New paper:

Hesselberg, T. and Lehmann, F.-O. (2009) The role of experience in flight behaviour of Drosophila.Journal of Experimental Biology 212, 3377-3386.

The paper is from postdoc in the BioFuture Research Group of Fritz-Olaf Lehmann at the University of Ulm in Germany. I was there from 2006 to 2007, but due to delays with analysing the data and writing-up as well as a tough review process the paper is first out now.
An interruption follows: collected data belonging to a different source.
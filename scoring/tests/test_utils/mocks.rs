use mockall::mock;
use scoring::{
    classifier::ClassifierAdapter,
    error::ScoringError,
    model::{ClassifierVerdict, ScaledFeatures},
};

mock! {
    pub Classifier {}

    impl ClassifierAdapter for Classifier {
        fn classify(&self, features: &ScaledFeatures) -> Result<ClassifierVerdict, ScoringError>;
    }
}
use strum_macros::Display;
use thiserror::Error;

/// Pipeline stage an error was raised in.
#[derive(Debug, Clone, Copy, PartialEq, Eq, Hash, Display)]
pub enum Stage {
    #[strum(to_string = "input_validation")]
    InputValidation,
    #[strum(to_string = "time_feature")]
    TimeFeature,
    #[strum(to_string = "scaling")]
    Scaling,
    #[strum(to_string = "classification")]
    Classification,
}

#[derive(Debug, Error)]
pub enum ScoringError {
    #[error("malformed timestamp {value:?} in stage {stage}: {source}")]
    MalformedTimestamp {
        stage: Stage,
        value: String,
        #[source]
        source: chrono::ParseError,
    },

    #[error("feature vector must hold exactly {expected} values, got {actual}")]
    FeatureVectorLength { expected: usize, actual: usize },

    #[error("feature scaling failed: {message}")]
    Scaling { message: String },

    #[error("classifier failed: {message}")]
    Classifier { message: String },
}

impl ScoringError {
    pub fn stage(&self) -> Stage {
        match self {
            ScoringError::MalformedTimestamp { stage, .. } => *stage,
            ScoringError::FeatureVectorLength { .. } => Stage::InputValidation,
            ScoringError::Scaling { .. } => Stage::Scaling,
            ScoringError::Classifier { .. } => Stage::Classification,
        }
    }

    pub fn scaling(message: impl Into<String>) -> Self {
        Self::Scaling {
            message: message.into(),
        }
    }

    pub fn classifier(message: impl Into<String>) -> Self {
        Self::Classifier {
            message: message.into(),
        }
    }
}
use anyhow::Context;
use serde::{Deserialize, Serialize};
use std::{fs, path::Path};
use tracing::warn;

use scoring::model::{
    ExplicitFeatures, LATENT_FEATURE_COUNT, TransactionAttributes, TransactionInput,
};

pub const UNKNOWN: &str = "Unknown";

/// Transaction as submitted by a caller. Every field is optional.
#[derive(Debug, Clone, Default, PartialEq, Serialize, Deserialize)]
#[serde(rename_all = "camelCase")]
pub struct TransactionRecord {
    pub amount: Option<f64>,
    pub merchant: Option<String>,
    pub location: Option<String>,
    pub card_number: Option<String>,
    pub timestamp: Option<String>,
    /// Pre-computed latent features; used only when exactly 28 are given.
    #[serde(rename = "v_values")]
    pub v_values: Option<Vec<f64>>,
    /// Seconds offset for the explicit feature vector.
    pub time: Option<f64>,
}

/// A record with caller defaults applied, ready for the engine.
#[derive(Debug, Clone, PartialEq)]
pub struct PreparedTransaction {
    pub attributes: TransactionAttributes,
    pub input: TransactionInput,
}

impl TransactionRecord {
    /// Fills in defaults and picks the evaluation path.
    ///
    /// A missing timestamp becomes the current instant. A `v_values` list of
    /// the wrong length is dropped with a warning and the attributes are
    /// scored instead.
    pub fn prepare(self) -> PreparedTransaction {
        let attributes = TransactionAttributes::new(
            self.amount.unwrap_or(0.0),
            self.merchant.unwrap_or_else(|| UNKNOWN.to_string()),
            self.location.unwrap_or_else(|| UNKNOWN.to_string()),
            self.card_number.unwrap_or_default(),
            self.timestamp
                .unwrap_or_else(|| chrono::Utc::now().to_rfc3339()),
        );

        let explicit = self.v_values.and_then(|values| {
            match ExplicitFeatures::new(self.time.unwrap_or(0.0), &values, attributes.amount) {
                Ok(features) => Some(features),
                Err(e) => {
                    warn!(
                        "Ignoring v_values ({e}); expected {LATENT_FEATURE_COUNT}, scoring attributes instead"
                    );
                    None
                }
            }
        });

        let input = match explicit {
            Some(features) => TransactionInput::ExplicitFeatures(features),
            None => TransactionInput::DerivedFeatures(attributes.clone()),
        };

        PreparedTransaction { attributes, input }
    }
}

/// Reads a JSON array of records.
pub fn read_records(path: &Path) -> anyhow::Result<Vec<TransactionRecord>> {
    let contents =
        fs::read_to_string(path).with_context(|| format!("reading transactions from {path:?}"))?;
    let records = serde_json::from_str(&contents)
        .with_context(|| format!("parsing transactions from {path:?}"))?;
    Ok(records)
}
The paper can be accessed here if you have an institutional licence. Other interested are welcome to contact me for a copy.

Abstract
Experience plays a key role in the acquisition of complex motor skills in running and flight of many vertebrates. To evaluate the significance of previous experience for the efficiency of motor behaviour in an insect, we investigated the flight behaviour of the fruit fly Drosophila. We reared flies in chambers in which the animals could freely walk and extend their wings, but could not gain any flight experience. These naive animals were compared with control flies under both open- and closed-loop tethered flight conditions in a flight simulator as well as in a free-flight arena. The data suggest that the overall flight behaviour in Drosophila seems to be predetermined because both groups exhibited similar mean stroke amplitude and stroke frequency, similar open-loop responses to visual stimulation and the immediate ability to track visual objects under closed-loop feedback conditions. In short free flight bouts, peak saccadic turning rate, angular acceleration, peak horizontal speed and flight altitude were also similar in naive and control flies. However, we found significant changes in other key parameters in naive animals such as a reduction in mean horizontal speed (–23%) and subtle changes in mean turning rate (–48%). Naive flies produced 25% less yaw torque-equivalent stroke amplitudes than the controls in response to a visual stripe rotating in open loop around the tethered animal, potentially suggesting a flight-dependent adaptation of the visuo-motor gain in the control group. This change ceased after the animals experienced visual closed-loop feedback. During closed-loop flight conditions, naive flies had 53% larger differences in left and right stroke amplitude when fixating a visual object, thus steering control was less precise. We discuss two alternative hypotheses to explain our results: the `neuronal experience’ hypothesis, suggesting that there are some elements of learning and fine-tuning involved during the first flight experiences in Drosophila and the `muscular exercise’ hypothesis. Our experiments support the first hypothesis because maximum locomotor capacity seems not to be significantly impaired in the naive group. Although this study primarily confirms the genetic pre-disposition for flight in Drosophila, previous experience may apparently adjust locomotor fine control and aerial performance, although this effect seems to be small compared with vertebrates.